In the study, the periodontal ligament fibroblasts treated with SARS-CoV-2 structural components were subjected to proteomic analysis to determine molecular mechanisms regulating COVID-19 pathology. Additionally, the Seahorse Mito stress test was conducted to understand the effects of SARS-CoV-2 infections on the function of mitochondrial fatty acid pathways.
The study findings were validated using etomoxir, which inhibits the mitochondrial β-oxidation pathway.
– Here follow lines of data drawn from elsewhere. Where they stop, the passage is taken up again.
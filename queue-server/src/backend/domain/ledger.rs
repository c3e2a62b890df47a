//! # Queue Ledger
//!
//! The ledger is the authoritative set of customer entries for one outlet on
//! one business day. This module holds:
//!
//! - **LedgerKey**: the (outlet, day) identity every ledger operation is scoped to
//! - **DayLedger**: an in-memory view of a day's entries with the position
//!   invariant (waiting entries numbered 1..N in registration order)
//! - **LedgerLocks**: one async mutex per key so read-decide-write sequences
//!   for the same ledger never interleave inside this process
//! - **QueueLedger**: storage access for the services, with every call bounded
//!   by the configured operation timeout

use chrono::{DateTime, NaiveDate, Utc};
use log::{debug, warn};
use shared::CustomerStatus;
use std::collections::HashMap;
use std::fmt;
use std::future::Future;
use std::sync::{Arc, Mutex, PoisonError};
use std::time::Duration;
use tokio::sync::OwnedMutexGuard;

use crate::backend::domain::clock::Clock;
use crate::backend::domain::errors::{QueueError, QueueResult};
use crate::backend::domain::models::customer::Customer;
use crate::backend::domain::models::outlet::Outlet;
use crate::backend::domain::models::queue_day::{self, QueueDay};
use crate::backend::domain::settings::QueueSettings;
use crate::backend::domain::wait_time::estimate_wait_secs;
use crate::backend::storage::{Connection, LedgerCommit, LedgerStorage, StorageConflict};

#[derive(Debug, Clone, PartialEq, Eq, Hash)]
pub struct LedgerKey {
    pub outlet_id: String,
    pub service_day: NaiveDate,
}

impl LedgerKey {
    pub fn new(outlet_id: &str, service_day: NaiveDate) -> Self {
        Self {
            outlet_id: outlet_id.to_string(),
            service_day,
        }
    }
}

impl fmt::Display for LedgerKey {
    fn fmt(&self, f: &mut fmt::Formatter<'_>) -> fmt::Result {
        write!(f, "{}@{}", self.outlet_id, self.service_day)
    }
}

/// A day's entries, kept in registration order
#[derive(Debug, Clone)]
pub struct DayLedger {
    key: LedgerKey,
    entries: Vec<Customer>,
}

impl DayLedger {
    pub fn new(key: LedgerKey, mut entries: Vec<Customer>) -> Self {
        entries.sort_by_key(|e| e.token_sequence);
        Self { key, entries }
    }

    pub fn key(&self) -> &LedgerKey {
        &self.key
    }

    pub fn entries(&self) -> &[Customer] {
        &self.entries
    }

    pub fn get(&self, customer_id: &str) -> Option<&Customer> {
        self.entries.iter().find(|e| e.id == customer_id)
    }

    pub fn get_mut(&mut self, customer_id: &str) -> Option<&mut Customer> {
        self.entries.iter_mut().find(|e| e.id == customer_id)
    }

    pub fn waiting_count(&self) -> u32 {
        self.entries
            .iter()
            .filter(|e| e.status == CustomerStatus::Waiting)
            .count() as u32
    }

    pub fn currently_serving(&self) -> Option<String> {
        queue_day::currently_serving(&self.entries)
    }

    /// Renumber waiting entries densely in registration order, clear positions
    /// on everything else and refresh estimates. Returns the ids of entries
    /// that changed.
    pub fn reassign_positions(&mut self, outlet: &Outlet) -> Vec<String> {
        let mut changed = Vec::new();
        let mut next_position = 1u32;

        for entry in self.entries.iter_mut() {
            if entry.status == CustomerStatus::Waiting {
                let estimate = estimate_wait_secs(next_position, outlet, entry.priority);
                if entry.queue_position != Some(next_position) || entry.estimated_wait_secs != estimate {
                    entry.queue_position = Some(next_position);
                    entry.estimated_wait_secs = estimate;
                    changed.push(entry.id.clone());
                }
                next_position += 1;
            } else if entry.queue_position.is_some() {
                entry.queue_position = None;
                changed.push(entry.id.clone());
            }
        }

        changed
    }

    /// Check that waiting positions are exactly 1..N in registration order
    /// and that no other entry holds a position.
    pub fn verify_positions(&self) -> Result<(), String> {
        let mut expected = 1u32;
        for entry in &self.entries {
            match (entry.status, entry.queue_position) {
                (CustomerStatus::Waiting, Some(position)) if position == expected => expected += 1,
                (CustomerStatus::Waiting, other) => {
                    return Err(format!(
                        "{} expected position {} but holds {:?}",
                        entry.token, expected, other
                    ));
                }
                (status, Some(position)) => {
                    return Err(format!(
                        "{} is {} but still holds position {}",
                        entry.token, status, position
                    ));
                }
                (_, None) => {}
            }
        }
        Ok(())
    }
}

/// Per-ledger async mutexes
#[derive(Clone, Default)]
pub struct LedgerLocks {
    inner: Arc<Mutex<HashMap<LedgerKey, Arc<tokio::sync::Mutex<()>>>>>,
}

impl LedgerLocks {
    pub fn new() -> Self {
        Self::default()
    }

    pub async fn acquire(&self, key: &LedgerKey) -> OwnedMutexGuard<()> {
        let lock = {
            let mut locks = self.inner.lock().unwrap_or_else(PoisonError::into_inner);
            // Ledgers from earlier days nobody is holding can go
            locks.retain(|k, lock| {
                k.service_day >= key.service_day.pred_opt().unwrap_or(key.service_day)
                    || Arc::strong_count(lock) > 1
            });
            locks.entry(key.clone()).or_default().clone()
        };
        lock.lock_owned().await
    }

    #[cfg(test)]
    fn len(&self) -> usize {
        self.inner.lock().unwrap_or_else(PoisonError::into_inner).len()
    }
}

/// Run a storage future, converting failures and timeouts into repository errors
pub async fn bounded<T, F>(operation: &str, timeout: Duration, fut: F) -> QueueResult<T>
where
    F: Future<Output = anyhow::Result<T>>,
{
    match tokio::time::timeout(timeout, fut).await {
        Ok(Ok(value)) => Ok(value),
        Ok(Err(e)) => {
            warn!("Storage call '{}' failed: {:#}", operation, e);
            Err(QueueError::repository(e))
        }
        Err(_) => {
            warn!("Storage call '{}' timed out", operation);
            Err(QueueError::Repository(format!(
                "{} timed out after {}ms",
                operation,
                timeout.as_millis()
            )))
        }
    }
}

pub enum CommitOutcome {
    Committed,
    Conflict(String),
}

/// Storage access shared by the admission, transition and query services
#[derive(Clone)]
pub struct QueueLedger<C: Connection> {
    repository: C::LedgerRepository,
    locks: LedgerLocks,
    clock: Arc<dyn Clock>,
    settings: QueueSettings,
}

impl<C: Connection> QueueLedger<C> {
    pub fn new(connection: &C, clock: Arc<dyn Clock>, settings: QueueSettings) -> Self {
        Self {
            repository: connection.create_ledger_repository(),
            locks: LedgerLocks::new(),
            clock,
            settings,
        }
    }

    pub fn settings(&self) -> &QueueSettings {
        &self.settings
    }

    pub fn now(&self) -> DateTime<Utc> {
        self.clock.now()
    }

    pub fn repository(&self) -> &C::LedgerRepository {
        &self.repository
    }

    /// Key for an outlet's ledger on the business day containing `at`
    pub fn key_at(&self, outlet_id: &str, at: DateTime<Utc>) -> LedgerKey {
        LedgerKey::new(outlet_id, self.settings.business_day(at))
    }

    pub fn today_key(&self, outlet_id: &str) -> LedgerKey {
        self.key_at(outlet_id, self.now())
    }

    /// Serialize writers of one ledger; waiting longer than the operation
    /// timeout surfaces as a repository error.
    pub async fn lock(&self, key: &LedgerKey) -> QueueResult<OwnedMutexGuard<()>> {
        tokio::time::timeout(self.settings.operation_timeout, self.locks.acquire(key))
            .await
            .map_err(|_| {
                warn!("Timed out waiting for ledger lock {}", key);
                QueueError::Repository(format!("Timed out waiting for ledger {}", key))
            })
    }

    /// Run a storage call under the operation timeout
    pub async fn storage<T, F>(&self, operation: &str, fut: F) -> QueueResult<T>
    where
        F: Future<Output = anyhow::Result<T>>,
    {
        bounded(operation, self.settings.operation_timeout, fut).await
    }

    pub async fn load_day(&self, key: &LedgerKey) -> QueueResult<DayLedger> {
        let entries = self
            .storage("list customers", self.repository.list_customers(key))
            .await?;
        debug!("Loaded {} entries for ledger {}", entries.len(), key);
        Ok(DayLedger::new(key.clone(), entries))
    }

    /// The stored aggregate, or one rebuilt from the ledger when none exists yet
    pub async fn queue_day_or_recompute(&self, ledger: &DayLedger) -> QueueResult<QueueDay> {
        let key = ledger.key();
        match self
            .storage("get queue day", self.repository.get_queue_day(key))
            .await?
        {
            Some(day) => Ok(day),
            None => Ok(QueueDay::recompute(
                &key.outlet_id,
                key.service_day,
                ledger.entries(),
                self.settings.utc_offset,
                self.now(),
            )),
        }
    }

    /// Write a batch, separating uniqueness conflicts from other failures
    pub async fn commit(&self, commit: &LedgerCommit) -> QueueResult<CommitOutcome> {
        match tokio::time::timeout(self.settings.operation_timeout, self.repository.commit(commit)).await {
            Ok(Ok(())) => Ok(CommitOutcome::Committed),
            Ok(Err(e)) => match e.downcast_ref::<StorageConflict>() {
                Some(conflict) => Ok(CommitOutcome::Conflict(conflict.0.clone())),
                None => {
                    warn!("Ledger commit failed: {:#}", e);
                    Err(QueueError::repository(e))
                }
            },
            Err(_) => Err(QueueError::Repository(format!(
                "Ledger commit timed out after {}ms",
                self.settings.operation_timeout.as_millis()
            ))),
        }
    }
}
The study findings revealed that ACE-2 and TMPRSS2 were expressed in high levels in the periodontal tissues, and exposure to SARS-CoV-2 structural components such as the membrane and envelope proteins increased hyperproliferation of periodontal fibroblasts, along with apoptosis and senescence.
It was found that the molecular mechanisms mediating the fibrosis of periodontal tissues mainly consisted of the downregulation of β-oxidation in the mitochondria by SARS-CoV-2 membrane and envelope proteins.
It should be noted that past studies have revealed associations between downregulated mitochondrial β-oxidation and fibrosis in lungs and kidneys.
The study findings also highlighted the role of SARS-CoV-2 structural components other than the spike protein in disease pathology.
The study team stressed that various studies also identified the alternate mechanisms through which the envelope proteins increased the pathogenicity of SARS-CoV-2, including increased pH within the Golgi apparatus and the formation of cation channels.
The study team also conducted terminal deoxynucleotidyl transferase deoxyuridine triphosphate (dUTP) nick end labeling (TUNEL) to understand the involvement of SARS-CoV-2 structural components in increasing apoptosis and senescence.
These study findings indicated that the spike or nucleocapsid proteins did not contribute to an increase in apoptosis and senescence, and only the envelope and membrane proteins did.
Interestingly, the membrane and envelope proteins also upregulated collagen I production and decreased MMP1 enzyme production in the extracellular matrix, contributing to periodontal fibrosis.
The study findings are the first to provide novel insights into the impact of SARS-CoV-2 infections on periodontal health.
The research findings revealed that the SARS-CoV-2 membrane and envelope proteins alter fatty acid degradation pathways in the mitochondria that are essential to maintain energy homeostasis. The dysregulation of the mitochondrial β-oxidation pathway leads to the hyperproliferation of periodontal fibroblasts, causing fibrosis, and increased apoptosis and senescence.
The study findings could contribute to a better understanding of the long COVID symptoms manifesting in other organ systems and provide targets for treatment.